(Given data Opens)

//! Alerts with per-key cooldown
//!
//! An alert is keyed by `(source, status)`. A second alert for the same key
//! within the cooldown window is dropped, not queued. Dispatch to each
//! configured channel is best effort.

use crate::types::HealthStatus;
use chrono::{DateTime, Utc};
use serde::{Deserialize, Serialize};
use std::collections::HashMap;
use std::fmt;
use std::time::Duration;
use tokio::time::Instant;
use ulid::Ulid;

/// Alert destination
#[derive(Debug, Clone, Copy, PartialEq, Eq, Hash, Serialize, Deserialize)]
#[serde(rename_all = "lowercase")]
pub enum AlertChannel {
    /// One line on stderr
    Console,
    /// `tracing` warning
    Log,
}

impl fmt::Display for AlertChannel {
    fn fmt(&self, f: &mut fmt::Formatter<'_>) -> fmt::Result {
        f.write_str(match self {
            Self::Console => "console",
            Self::Log => "log",
        })
    }
}

/// Raised alert
#[derive(Debug, Clone, PartialEq, Eq, Serialize, Deserialize)]
pub struct Alert {
    /// Unique id
    pub id: Ulid,
    /// Service name or `system.*` source
    pub source: String,
    /// Status that triggered it
    pub status: HealthStatus,
    /// Description
    pub message: String,
    /// When it fired
    pub timestamp: DateTime<Utc>,
    /// How far past the threshold the condition is (1 = at threshold)
    pub escalation_level: u32,
}

impl Alert {
    /// New alert stamped now
    #[must_use]
    pub fn new(
        source: impl Into<String>,
        status: HealthStatus,
        message: impl Into<String>,
        escalation_level: u32,
    ) -> Self {
        Self {
            id: Ulid::new(),
            source: source.into(),
            status,
            message: message.into(),
            timestamp: Utc::now(),
            escalation_level: escalation_level.max(1),
        }
    }
}

/// Cooldown bookkeeping and channel dispatch
#[derive(Debug)]
pub struct AlertManager {
    cooldown: Duration,
    channels: Vec<AlertChannel>,
    last_fired: HashMap<(String, HealthStatus), Instant>,
}

impl AlertManager {
    /// Create manager
    #[must_use]
    pub fn new(cooldown: Duration, channels: Vec<AlertChannel>) -> Self {
        Self {
            cooldown,
            channels,
            last_fired: HashMap::new(),
        }
    }

    /// Admit `alert` if its key is outside the cooldown window at `now`
    ///
    /// Admitted alerts are dispatched to every channel before returning.
    pub fn try_fire(&mut self, alert: &Alert, now: Instant) -> bool {
        let key = (alert.source.clone(), alert.status);
        if let Some(last) = self.last_fired.get(&key) {
            if now.saturating_duration_since(*last) < self.cooldown {
                tracing::debug!(source = %alert.source, status = %alert.status, "alert suppressed by cooldown");
                return false;
            }
        }
        self.last_fired.insert(key, now);
        self.dispatch(alert);
        true
    }

    fn dispatch(&self, alert: &Alert) {
        for channel in &self.channels {
            match channel {
                AlertChannel::Console => eprintln!(
                    "[ALERT {}] {} {} (level {}): {}",
                    alert.timestamp.format("%Y-%m-%dT%H:%M:%SZ"),
                    alert.status,
                    alert.source,
                    alert.escalation_level,
                    alert.message
                ),
                AlertChannel::Log => tracing::warn!(
                    alert_id = %alert.id,
                    source = %alert.source,
                    status = %alert.status,
                    escalation_level = alert.escalation_level,
                    "{}",
                    alert.message
                ),
            }
        }
        metrics::counter!("bulwark_alerts_total", "source" => alert.source.clone()).increment(1);
    }

    /// Forget cooldown state for a source
    pub fn clear_source(&mut self, source: &str) {
        self.last_fired.retain(|(s, _), _| s != source);
    }
}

(Given data Closes)

The whole listing above should be copied out exactly, line by line.

:: Answer to the exercise ::
//! Alerts with per-key cooldown
//!
//! An alert is keyed by `(source, status)`. A second alert for the same key
//! within the cooldown window is dropped, not queued. Dispatch to each
//! configured channel is best effort.

use crate::types::HealthStatus;
use chrono::{DateTime, Utc};
use serde::{Deserialize, Serialize};
use std::collections::HashMap;
use std::fmt;
use std::time::Duration;
use tokio::time::Instant;
use ulid::Ulid;

/// Alert destination
#[derive(Debug, Clone, Copy, PartialEq, Eq, Hash, Serialize, Deserialize)]
#[serde(rename_all = "lowercase")]
pub enum AlertChannel {
    /// One line on stderr
    Console,
    /// `tracing` warning
    Log,
}

impl fmt::Display for AlertChannel {
    fn fmt(&self, f: &mut fmt::Formatter<'_>) -> fmt::Result {
        f.write_str(match self {
            Self::Console => "console",
            Self::Log => "log",
        })
    }
}

/// Raised alert
#[derive(Debug, Clone, PartialEq, Eq, Serialize, Deserialize)]
pub struct Alert {
    /// Unique id
    pub id: Ulid,
    /// Service name or `system.*` source
    pub source: String,
    /// Status that triggered it
    pub status: HealthStatus,
    /// Description
    pub message: String,
    /// When it fired
    pub timestamp: DateTime<Utc>,
    /// How far past the threshold the condition is (1 = at threshold)
    pub escalation_level: u32,
}

impl Alert {
    /// New alert stamped now
    #[must_use]
    pub fn new(
        source: impl Into<String>,
        status: HealthStatus,
        message: impl Into<String>,
        escalation_level: u32,
    ) -> Self {
        Self {
            id: Ulid::new(),
            source: source.into(),
            status,
            message: message.into(),
            timestamp: Utc::now(),
            escalation_level: escalation_level.max(1),
        }
    }
}

/// Cooldown bookkeeping and channel dispatch
#[derive(Debug)]
pub struct AlertManager {
    cooldown: Duration,
    channels: Vec<AlertChannel>,
    last_fired: HashMap<(String, HealthStatus), Instant>,
}

impl AlertManager {
    /// Create manager
    #[must_use]
    pub fn new(cooldown: Duration, channels: Vec<AlertChannel>) -> Self {
        Self {
            cooldown,
            channels,
            last_fired: HashMap::new(),
        }
    }

    /// Admit `alert` if its key is outside the cooldown window at `now`
    ///
    /// Admitted alerts are dispatched to every channel before returning.
    pub fn try_fire(&mut self, alert: &Alert, now: Instant) -> bool {
        let key = (alert.source.clone(), alert.status);
        if let Some(last) = self.last_fired.get(&key) {
            if now.saturating_duration_since(*last) < self.cooldown {
                tracing::debug!(source = %alert.source, status = %alert.status, "alert suppressed by cooldown");
                return false;
            }
        }
        self.last_fired.insert(key, now);
        self.dispatch(alert);
        true
    }

    fn dispatch(&self, alert: &Alert) {
        for channel in &self.channels {
            match channel {
                AlertChannel::Console => eprintln!(
                    "[ALERT {}] {} {} (level {}): {}",
                    alert.timestamp.format("%Y-%m-%dT%H:%M:%SZ"),
                    alert.status,
                    alert.source,
                    alert.escalation_level,
                    alert.message
                ),
                AlertChannel::Log => tracing::warn!(
                    alert_id = %alert.id,
                    source = %alert.source,
                    status = %alert.status,
                    escalation_level = alert.escalation_level,
                    "{}",
                    alert.message
                ),
            }
        }
        metrics::counter!("bulwark_alerts_total", "source" => alert.source.clone()).increment(1);
    }

    /// Forget cooldown state for a source
    pub fn clear_source(&mut self, source: &str) {
        self.last_fired.retain(|(s, _), _| s != source);
    }
}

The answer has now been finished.